To view the logs from a job run, you could run -

.. code-block:: bash

  ads opctl watch oci.xxxx.<job_run_ocid>

You could stream the logs from any of the job run ocid using ``ads opctl watch`` command. You could run this command from multiple terminal to watch all of the job runs.

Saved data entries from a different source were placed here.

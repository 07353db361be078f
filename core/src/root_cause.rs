//! Root-cause analysis for significant plan deviations.
//!
//! Works month by month over the significant variances. Three lenses
//! are applied to each month: interconnected metric pairs (primary
//! causes), external factors (seasonality, broad market moves, churn
//! spikes) and execution quality per metric category.

use crate::{
    config::EngineConfig,
    record::{Metric, MetricCategory, MonthlyFinancialRecord},
    significance::Significance,
    types::{Month, Year},
    variance::{AlignedMonth, VarianceRecord},
};
use serde::Serialize;
use std::collections::BTreeMap;
use std::fmt;

#[derive(Debug, Clone, Copy, PartialEq, Eq, Serialize)]
#[serde(rename_all = "snake_case")]
pub enum RootCause {
    /// Revenue and customer counts both moved, and revenue per new
    /// customer shifted by more than 20% against plan.
    ArpuShift,
    /// Revenue and customer counts both moved with ARPU roughly
    /// intact, pointing at acquisition volume rather than pricing.
    CustomerAcquisitionShortfall,
    /// Effective acquisition cost came in more than 1.5x plan.
    MarketingEfficiencyDrop,
    /// Effective acquisition cost came in under 0.7x plan.
    MarketingEfficiencyGain,
    /// Burn grew while revenue fell.
    CostsUpRevenueDown,
    /// Burn and revenue both grew, spend is running ahead of growth.
    InvestmentGrowth,
}

impl fmt::Display for RootCause {
    fn fmt(&self, f: &mut fmt::Formatter<'_>) -> fmt::Result {
        let text = match self {
            RootCause::ArpuShift => "average revenue per new customer shifted against plan",
            RootCause::CustomerAcquisitionShortfall => "customer acquisition fell short of plan",
            RootCause::MarketingEfficiencyDrop => "marketing efficiency dropped, CAC above plan",
            RootCause::MarketingEfficiencyGain => "marketing efficiency improved, CAC below plan",
            RootCause::CostsUpRevenueDown => "costs grew while revenue declined",
            RootCause::InvestmentGrowth => "investment-driven growth, spend ahead of revenue",
        };
        f.write_str(text)
    }
}

#[derive(Debug, Clone, Copy, PartialEq, Eq, Serialize)]
#[serde(rename_all = "snake_case")]
pub enum ExternalFactor {
    /// Negative revenue-side variance in a configured low-season month.
    SeasonalSlowdown,
    /// Three or more high or critical variances in a single month.
    BroadMarketImpact,
    /// Churn rate exceeded plan by more than two percentage points.
    ChurnSpike,
}

impl fmt::Display for ExternalFactor {
    fn fmt(&self, f: &mut fmt::Formatter<'_>) -> fmt::Result {
        let text = match self {
            ExternalFactor::SeasonalSlowdown => "seasonal slowdown in a low-activity month",
            ExternalFactor::BroadMarketImpact => "possible market or macroeconomic impact",
            ExternalFactor::ChurnSpike => "customer churn rose sharply over plan",
        };
        f.write_str(text)
    }
}

#[derive(Debug, Clone, Copy, PartialEq, Eq, Serialize)]
#[serde(rename_all = "snake_case")]
pub enum ExecutionIssue {
    /// More than half of the revenue-side variances were misses.
    WeakRevenueExecution,
    /// More than 70% of the cost variances were overruns.
    CostOverruns,
    /// CAC over plan by more than 20%.
    AcquisitionEfficiencyLoss,
}

impl fmt::Display for ExecutionIssue {
    fn fmt(&self, f: &mut fmt::Formatter<'_>) -> fmt::Result {
        let text = match self {
            ExecutionIssue::WeakRevenueExecution => "weak revenue generation against plan",
            ExecutionIssue::CostOverruns => "cost control slipping across categories",
            ExecutionIssue::AcquisitionEfficiencyLoss => "customer acquisition efficiency declining",
        };
        f.write_str(text)
    }
}

#[derive(Debug, Clone, Serialize)]
pub struct PeriodRootCauses {
    pub year: Year,
    pub month: Month,
    pub significant_variance_count: usize,
    pub primary_causes: Vec<RootCause>,
    pub external_factors: Vec<ExternalFactor>,
    pub execution_issues: Vec<ExecutionIssue>,
    pub most_critical: VarianceRecord,
}

fn ratio(numerator: f64, denominator: f64) -> f64 {
    if denominator > 0.0 {
        numerator / denominator
    } else {
        0.0
    }
}

fn primary_causes(
    metrics: &[Metric],
    variances: &[&VarianceRecord],
    planned: &MonthlyFinancialRecord,
    actual: &MonthlyFinancialRecord,
) -> Vec<RootCause> {
    let mut causes = Vec::new();
    let has = |m: Metric| metrics.contains(&m);
    let amount = |m: Metric| {
        variances
            .iter()
            .find(|v| v.metric == m)
            .map(|v| v.variance_amount)
            .unwrap_or(0.0)
    };

    if has(Metric::TotalRevenue) && has(Metric::NewCustomers) {
        let planned_arpu = ratio(planned.total_revenue, planned.new_customers as f64);
        let actual_arpu = ratio(actual.total_revenue, actual.new_customers as f64);
        if planned_arpu > 0.0 && ((actual_arpu - planned_arpu) / planned_arpu).abs() > 0.2 {
            causes.push(RootCause::ArpuShift);
        } else {
            causes.push(RootCause::CustomerAcquisitionShortfall);
        }
    }

    if has(Metric::MarketingSpend) && has(Metric::NewCustomers) {
        let planned_cac = ratio(planned.marketing_spend, planned.new_customers as f64);
        let actual_cac = ratio(actual.marketing_spend, actual.new_customers as f64);
        if actual_cac > planned_cac * 1.5 {
            causes.push(RootCause::MarketingEfficiencyDrop);
        } else if actual_cac < planned_cac * 0.7 {
            causes.push(RootCause::MarketingEfficiencyGain);
        }
    }

    if has(Metric::BurnRate) && has(Metric::TotalRevenue) {
        let burn = amount(Metric::BurnRate);
        let revenue = amount(Metric::TotalRevenue);
        if burn > 0.0 && revenue < 0.0 {
            causes.push(RootCause::CostsUpRevenueDown);
        } else if burn > 0.0 && revenue > 0.0 {
            causes.push(RootCause::InvestmentGrowth);
        }
    }

    causes
}

fn external_factors(
    month: Month,
    variances: &[&VarianceRecord],
    planned: &MonthlyFinancialRecord,
    actual: &MonthlyFinancialRecord,
    config: &EngineConfig,
) -> Vec<ExternalFactor> {
    let mut factors = Vec::new();

    if config.seasonality_months.contains(&month) {
        let seasonal_miss = variances
            .iter()
            .any(|v| v.category == MetricCategory::Revenue && v.variance_amount < 0.0);
        if seasonal_miss {
            factors.push(ExternalFactor::SeasonalSlowdown);
        }
    }

    let severe = variances
        .iter()
        .filter(|v| v.significance >= Significance::High)
        .count();
    if severe >= 3 {
        factors.push(ExternalFactor::BroadMarketImpact);
    }

    if actual.churn_rate - planned.churn_rate > 0.02 {
        factors.push(ExternalFactor::ChurnSpike);
    }

    factors
}

fn execution_issues(variances: &[&VarianceRecord]) -> Vec<ExecutionIssue> {
    let mut issues = Vec::new();

    let revenue: Vec<_> = variances
        .iter()
        .filter(|v| v.category == MetricCategory::Revenue)
        .collect();
    if !revenue.is_empty() {
        let misses = revenue.iter().filter(|v| v.variance_amount < 0.0).count();
        if misses as f64 > revenue.len() as f64 * 0.5 {
            issues.push(ExecutionIssue::WeakRevenueExecution);
        }
    }

    let costs: Vec<_> = variances
        .iter()
        .filter(|v| v.category == MetricCategory::Costs)
        .collect();
    if !costs.is_empty() {
        let overruns = costs.iter().filter(|v| v.variance_amount > 0.0).count();
        if overruns as f64 > costs.len() as f64 * 0.7 {
            issues.push(ExecutionIssue::CostOverruns);
        }
    }

    if let Some(cac) = variances.iter().find(|v| v.metric == Metric::Cac) {
        if cac.variance_amount > 0.0 && cac.variance_percent > 20.0 {
            issues.push(ExecutionIssue::AcquisitionEfficiencyLoss);
        }
    }

    issues
}

/// Analyze root causes for every month that carries at least one
/// significant variance. Months without matched plan and actual data
/// never reach this function, alignment already dropped them.
pub fn analyze(
    variances: &[VarianceRecord],
    aligned: &[AlignedMonth<'_>],
    config: &EngineConfig,
) -> Vec<PeriodRootCauses> {
    let mut by_period: BTreeMap<(Year, Month), Vec<&VarianceRecord>> = BTreeMap::new();
    for variance in variances.iter().filter(|v| v.significance.is_significant()) {
        by_period
            .entry((variance.year, variance.month))
            .or_default()
            .push(variance);
    }

    let mut periods = Vec::new();
    for ((year, month), month_variances) in by_period {
        let Some(pair) = aligned.iter().find(|a| a.year == year && a.month == month) else {
            continue;
        };
        let metrics: Vec<Metric> = month_variances.iter().map(|v| v.metric).collect();

        // max_by of an ordered significance keeps the last maximum,
        // the stable metric ordering makes the pick deterministic.
        let most_critical = month_variances
            .iter()
            .max_by_key(|v| v.significance)
            .map(|v| (*v).clone());
        let Some(most_critical) = most_critical else {
            continue;
        };

        periods.push(PeriodRootCauses {
            year,
            month,
            significant_variance_count: month_variances.len(),
            primary_causes: primary_causes(&metrics, &month_variances, pair.planned, pair.actual),
            external_factors: external_factors(
                month,
                &month_variances,
                pair.planned,
                pair.actual,
                config,
            ),
            execution_issues: execution_issues(&month_variances),
            most_critical,
        });
    }
    periods
}

#[cfg(test)]
mod tests {
    use super::*;
    use crate::record::RecordKind;
    use crate::types::CompanyStage;
    use crate::variance;

    fn month_pair(
        month: Month,
        plan_fill: impl FnOnce(&mut MonthlyFinancialRecord),
        actual_fill: impl FnOnce(&mut MonthlyFinancialRecord),
    ) -> (MonthlyFinancialRecord, MonthlyFinancialRecord) {
        let mut plan = MonthlyFinancialRecord::new(RecordKind::Plan, 2025, month);
        let mut actual = MonthlyFinancialRecord::new(RecordKind::Actual, 2025, month);
        plan_fill(&mut plan);
        actual_fill(&mut actual);
        (plan, actual)
    }

    fn run(
        plan: MonthlyFinancialRecord,
        actual: MonthlyFinancialRecord,
    ) -> Vec<PeriodRootCauses> {
        let config = EngineConfig::default();
        let plans = vec![plan];
        let actuals = vec![actual];
        let (aligned, _) = variance::align(&plans, &actuals).unwrap();
        let records = variance::compute(&aligned, CompanyStage::SeriesA, &config);
        analyze(&records, &aligned, &config)
    }

    #[test]
    fn arpu_shift_detected_when_price_moves() {
        // Revenue halves against a 20% customer shortfall, so revenue
        // per new customer drops from 1000 to 625.
        let (plan, actual) = month_pair(
            3,
            |p| {
                p.total_revenue = 100_000.0;
                p.new_customers = 100;
            },
            |a| {
                a.total_revenue = 50_000.0;
                a.new_customers = 80;
            },
        );
        let periods = run(plan, actual);
        assert_eq!(periods.len(), 1);
        assert!(periods[0].primary_causes.contains(&RootCause::ArpuShift));
    }

    #[test]
    fn stable_arpu_points_at_acquisition() {
        // Both fall by 40%, ARPU unchanged.
        let (plan, actual) = month_pair(
            3,
            |p| {
                p.total_revenue = 100_000.0;
                p.new_customers = 100;
            },
            |a| {
                a.total_revenue = 60_000.0;
                a.new_customers = 60;
            },
        );
        let periods = run(plan, actual);
        assert!(periods[0]
            .primary_causes
            .contains(&RootCause::CustomerAcquisitionShortfall));
    }

    #[test]
    fn burn_up_revenue_down_is_flagged() {
        let (plan, actual) = month_pair(
            4,
            |p| {
                p.total_revenue = 100_000.0;
                p.burn_rate = 50_000.0;
            },
            |a| {
                a.total_revenue = 60_000.0;
                a.burn_rate = 80_000.0;
            },
        );
        let periods = run(plan, actual);
        assert!(periods[0]
            .primary_causes
            .contains(&RootCause::CostsUpRevenueDown));
    }

    #[test]
    fn seasonal_month_with_revenue_miss_names_seasonality() {
        let (plan, actual) = month_pair(
            7,
            |p| p.total_revenue = 100_000.0,
            |a| a.total_revenue = 60_000.0,
        );
        let periods = run(plan, actual);
        assert!(periods[0]
            .external_factors
            .contains(&ExternalFactor::SeasonalSlowdown));

        // Same miss outside the low season carries no seasonal factor.
        let (plan, actual) = month_pair(
            3,
            |p| p.total_revenue = 100_000.0,
            |a| a.total_revenue = 60_000.0,
        );
        let periods = run(plan, actual);
        assert!(!periods[0]
            .external_factors
            .contains(&ExternalFactor::SeasonalSlowdown));
    }

    #[test]
    fn churn_spike_over_two_points_is_external() {
        let (plan, actual) = month_pair(
            5,
            |p| {
                p.total_revenue = 100_000.0;
                p.churn_rate = 0.02;
            },
            |a| {
                a.total_revenue = 60_000.0;
                a.churn_rate = 0.05;
            },
        );
        let periods = run(plan, actual);
        assert!(periods[0]
            .external_factors
            .contains(&ExternalFactor::ChurnSpike));
    }

    #[test]
    fn insignificant_months_produce_no_periods() {
        let (plan, actual) = month_pair(
            2,
            |p| p.total_revenue = 100_000.0,
            |a| a.total_revenue = 101_000.0,
        );
        assert!(run(plan, actual).is_empty());
    }

    #[test]
    fn most_critical_picks_highest_severity() {
        let (plan, actual) = month_pair(
            6,
            |p| {
                p.total_revenue = 100_000.0;
                p.burn_rate = 50_000.0;
            },
            |a| {
                // Revenue -50% is critical, burn +15% over is medium.
                a.total_revenue = 50_000.0;
                a.burn_rate = 57_500.0;
            },
        );
        let periods = run(plan, actual);
        assert_eq!(periods[0].most_critical.significance, Significance::Critical);
    }
}
//! Declarative reference tables for the engine.
//!
//! Every threshold that shapes a classification lives here rather than
//! inline in logic: runway category bands, stage multipliers, variance
//! thresholds, perturbation steps, scenario parameters. The tables are
//! serde-deserializable so deployments can version and swap them, and
//! property tests can parametrize them. `EngineConfig::default()` is
//! the reference table set.

use crate::{
    categorizer::{CategoryBand, RunwayCategory},
    error::{EngineError, EngineResult},
    record::ThresholdClass,
    types::{CompanyStage, Month},
};
use serde::{Deserialize, Serialize};
use std::collections::BTreeMap;

#[derive(Debug, Clone, PartialEq, Serialize, Deserialize)]
#[serde(default)]
pub struct EngineConfig {
    /// Ordered descending by `min_months`.
    pub runway_bands: Vec<CategoryBand>,
    /// Stage -> variance threshold multiplier. Earlier stages tolerate
    /// larger deviations.
    pub stage_multipliers: BTreeMap<CompanyStage, f64>,
    /// Threshold class -> base variance threshold, as a fraction
    /// (0.10 = 10%).
    pub variance_thresholds: BTreeMap<ThresholdClass, f64>,
    pub sensitivity: SensitivityConfig,
    pub scenarios: ScenarioConfig,
    pub fundraising: FundraisingConfig,
    pub trend: TrendConfig,
    pub simulation: SimulationConfig,
    /// Months with a known seasonal dip in activity.
    pub seasonality_months: Vec<Month>,
}

#[derive(Debug, Clone, PartialEq, Serialize, Deserialize)]
#[serde(default)]
pub struct SimulationConfig {
    /// Hard bound on the month-by-month projection loop.
    pub horizon_months: u32,
    /// Average Gregorian month length used for cash-out dates.
    pub days_per_month: f64,
}

#[derive(Debug, Clone, PartialEq, Serialize, Deserialize)]
#[serde(default)]
pub struct SensitivityConfig {
    /// Relative perturbations applied to each axis. Must include 0.0,
    /// which doubles as the zero-delta correctness check.
    pub burn_rate_steps: Vec<f64>,
    pub revenue_steps: Vec<f64>,
    pub growth_rate_steps: Vec<f64>,
    /// |runway delta| above this is High sensitivity, in months.
    pub high_cutoff_months: f64,
    /// |runway delta| above this is Moderate sensitivity, in months.
    pub moderate_cutoff_months: f64,
}

#[derive(Debug, Clone, PartialEq, Serialize, Deserialize)]
#[serde(default)]
pub struct ScenarioConfig {
    pub optimistic_growth_multiplier: f64,
    pub optimistic_burn_multiplier: f64,
    pub pessimistic_burn_multiplier: f64,
    pub pessimistic_growth_multiplier: f64,
    /// r in burn x (1 - r) for the cost-reduction scenario.
    pub cost_reduction_fraction: f64,
    /// The fundraising scenario is generated only below this basic
    /// runway.
    pub fundraising_trigger_runway_months: f64,
    /// Months until the raise lands.
    pub fundraising_timing_months: f64,
    /// Amount raised = max(burn x this, cash x fundraising_cash_multiple).
    pub fundraising_burn_months_raised: f64,
    pub fundraising_cash_multiple: f64,
}

#[derive(Debug, Clone, PartialEq, Serialize, Deserialize)]
#[serde(default)]
pub struct FundraisingConfig {
    /// Expected duration of a fundraising process, in months.
    pub process_months: f64,
    /// Safety buffer between close and cash-out, in months.
    pub buffer_months: f64,
    /// optimal_start <= this is Urgent (<= 0 is always Late).
    pub urgent_cutoff_months: f64,
    /// optimal_start <= this is Soon.
    pub soon_cutoff_months: f64,
}

#[derive(Debug, Clone, PartialEq, Serialize, Deserialize)]
#[serde(default)]
pub struct TrendConfig {
    /// Minimum aligned months before a trend is computed at all.
    pub min_months: usize,
    /// OLS slope below this (in variance-% per month) is Improving.
    pub improving_slope_cutoff: f64,
    /// OLS slope above this is Worsening.
    pub worsening_slope_cutoff: f64,
}

impl Default for SimulationConfig {
    fn default() -> Self {
        Self {
            horizon_months: 120,
            days_per_month: 30.44,
        }
    }
}

impl Default for SensitivityConfig {
    fn default() -> Self {
        Self {
            burn_rate_steps: vec![-0.20, -0.10, 0.0, 0.10, 0.20],
            revenue_steps: vec![-0.20, -0.10, 0.0, 0.10, 0.20],
            growth_rate_steps: vec![-0.50, -0.25, 0.0, 0.25, 0.50],
            high_cutoff_months: 3.0,
            moderate_cutoff_months: 1.0,
        }
    }
}

impl Default for ScenarioConfig {
    fn default() -> Self {
        Self {
            optimistic_growth_multiplier: 1.2,
            optimistic_burn_multiplier: 0.95,
            pessimistic_burn_multiplier: 1.1,
            pessimistic_growth_multiplier: 0.5,
            cost_reduction_fraction: 0.15,
            fundraising_trigger_runway_months: 12.0,
            fundraising_timing_months: 6.0,
            fundraising_burn_months_raised: 18.0,
            fundraising_cash_multiple: 2.0,
        }
    }
}

impl Default for FundraisingConfig {
    fn default() -> Self {
        Self {
            process_months: 6.0,
            buffer_months: 3.0,
            urgent_cutoff_months: 3.0,
            soon_cutoff_months: 6.0,
        }
    }
}

impl Default for TrendConfig {
    fn default() -> Self {
        Self {
            min_months: 3,
            improving_slope_cutoff: -1.0,
            worsening_slope_cutoff: 1.0,
        }
    }
}

impl Default for EngineConfig {
    fn default() -> Self {
        let runway_bands = vec![
            CategoryBand { min_months: 24.0, category: RunwayCategory::Excellent },
            CategoryBand { min_months: 18.0, category: RunwayCategory::VeryGood },
            CategoryBand { min_months: 12.0, category: RunwayCategory::Good },
            CategoryBand { min_months: 9.0, category: RunwayCategory::Warning },
            CategoryBand { min_months: 6.0, category: RunwayCategory::Concerning },
            CategoryBand { min_months: 3.0, category: RunwayCategory::Critical },
        ];

        let stage_multipliers = BTreeMap::from([
            (CompanyStage::PreSeed, 1.5),
            (CompanyStage::Seed, 1.3),
            (CompanyStage::SeriesA, 1.1),
            (CompanyStage::SeriesB, 1.0),
            (CompanyStage::Growth, 0.9),
            (CompanyStage::Mature, 0.8),
        ]);

        let variance_thresholds = BTreeMap::from([
            (ThresholdClass::Revenue, 0.10),
            (ThresholdClass::Customers, 0.15),
            (ThresholdClass::Cac, 0.25),
            (ThresholdClass::Churn, 0.30),
            (ThresholdClass::BurnRate, 0.20),
            (ThresholdClass::LtvCac, 0.35),
            (ThresholdClass::Runway, 0.25),
            (ThresholdClass::Other, 0.20),
        ]);

        Self {
            runway_bands,
            stage_multipliers,
            variance_thresholds,
            sensitivity: SensitivityConfig::default(),
            scenarios: ScenarioConfig::default(),
            fundraising: FundraisingConfig::default(),
            trend: TrendConfig::default(),
            simulation: SimulationConfig::default(),
            seasonality_months: vec![7, 8],
        }
    }
}

impl EngineConfig {
    /// Load a config override from a JSON file. Missing fields fall
    /// back to the reference tables.
    pub fn load(path: &str) -> anyhow::Result<Self> {
        let content = std::fs::read_to_string(path)
            .map_err(|e| anyhow::anyhow!("Cannot read {path}: {e}"))?;
        let config = Self::from_json(&content)?;
        config.validate()?;
        Ok(config)
    }

    pub fn from_json(json: &str) -> anyhow::Result<Self> {
        Ok(serde_json::from_str(json)?)
    }

    pub fn validate(&self) -> EngineResult<()> {
        if self.runway_bands.is_empty() {
            return Err(EngineError::InvalidConfig("empty runway band table".into()));
        }
        for pair in self.runway_bands.windows(2) {
            if pair[0].min_months <= pair[1].min_months {
                return Err(EngineError::InvalidConfig(
                    "runway bands must be sorted by descending min_months".into(),
                ));
            }
        }
        for (stage, mult) in &self.stage_multipliers {
            if *mult <= 0.0 {
                return Err(EngineError::InvalidConfig(format!(
                    "non-positive stage multiplier for {}",
                    stage.key()
                )));
            }
        }
        for (class, threshold) in &self.variance_thresholds {
            if *threshold <= 0.0 {
                return Err(EngineError::InvalidConfig(format!(
                    "non-positive variance threshold for {class:?}"
                )));
            }
        }
        for steps in [
            &self.sensitivity.burn_rate_steps,
            &self.sensitivity.revenue_steps,
            &self.sensitivity.growth_rate_steps,
        ] {
            if !steps.contains(&0.0) {
                return Err(EngineError::InvalidConfig(
                    "sensitivity steps must include the 0.0 baseline point".into(),
                ));
            }
        }
        if self.simulation.horizon_months == 0 {
            return Err(EngineError::InvalidConfig("zero simulation horizon".into()));
        }
        if self.trend.min_months < 2 {
            return Err(EngineError::InvalidConfig(
                "trend analysis needs at least 2 months".into(),
            ));
        }
        if self.fundraising.urgent_cutoff_months > self.fundraising.soon_cutoff_months {
            return Err(EngineError::InvalidConfig(
                "urgent cutoff must not exceed soon cutoff".into(),
            ));
        }
        Ok(())
    }
}

#[cfg(test)]
mod tests {
    use super::*;

    #[test]
    fn default_config_is_valid() {
        EngineConfig::default().validate().unwrap();
    }

    #[test]
    fn partial_json_override_keeps_reference_tables() {
        let config =
            EngineConfig::from_json(r#"{"simulation": {"horizon_months": 60}}"#).unwrap();
        assert_eq!(config.simulation.horizon_months, 60);
        // untouched sections stay at reference values
        assert_eq!(config.simulation.days_per_month, 30.44);
        assert_eq!(config.scenarios.cost_reduction_fraction, 0.15);
        assert_eq!(
            config.variance_thresholds[&ThresholdClass::Revenue],
            0.10
        );
    }

    #[test]
    fn unsorted_bands_rejected() {
        let mut config = EngineConfig::default();
        config.runway_bands.reverse();
        assert!(matches!(
            config.validate(),
            Err(EngineError::InvalidConfig(_))
        ));
    }

    #[test]
    fn missing_zero_step_rejected() {
        let mut config = EngineConfig::default();
        config.sensitivity.burn_rate_steps = vec![-0.1, 0.1];
        assert!(config.validate().is_err());
    }
}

Typically, watching ``mainJobRunId`` should yield most informative log.

To find the IP address of the scheduler dashboard, you could check the configuration file generated by the Main job by running -

.. code-block:: bash

  ads opctl distributed-training show-config -f info.yaml

This will generate an output such as follows -

.. code-block:: yaml

  Main Info:
  OCI__MAIN_IP: <ip address>
  SCHEDULER_IP: <ip address>
  tmpdir: oci://my-bucket@my-namesapce/daskcluster-testing/005/oci.xxxx.<job_ocid>

Dask dashboard is host at : ``http://{SCHEDULER_IP}:8787``
If the IP address is reachable from your workstation network, you can access the dashboard directly from your workstation.
The alternate approach is to use either a Bastion host on the same subnet as the Job Runs and create an ssh tunnel from your workstation.

For more information about the dashboard, checkout https://docs.dask.org/en/stable/diagnostics-distributed.html

.. include:: ../_save_artifacts.rst
.. code-block:: python

  with open(os.path.join(os.environ.get("OCI__SYNC_DIR"),"results.txt"), "w") as rf:
    rf.write(f"Best Params are: {grid.best_params_}, Score is {grid.best_score_}")

**Terminating In-Progress Cluster**

To terminate a running cluster, you could run - 

.. code-block:: bash

  ads opctl distributed-training cancel -f info.yaml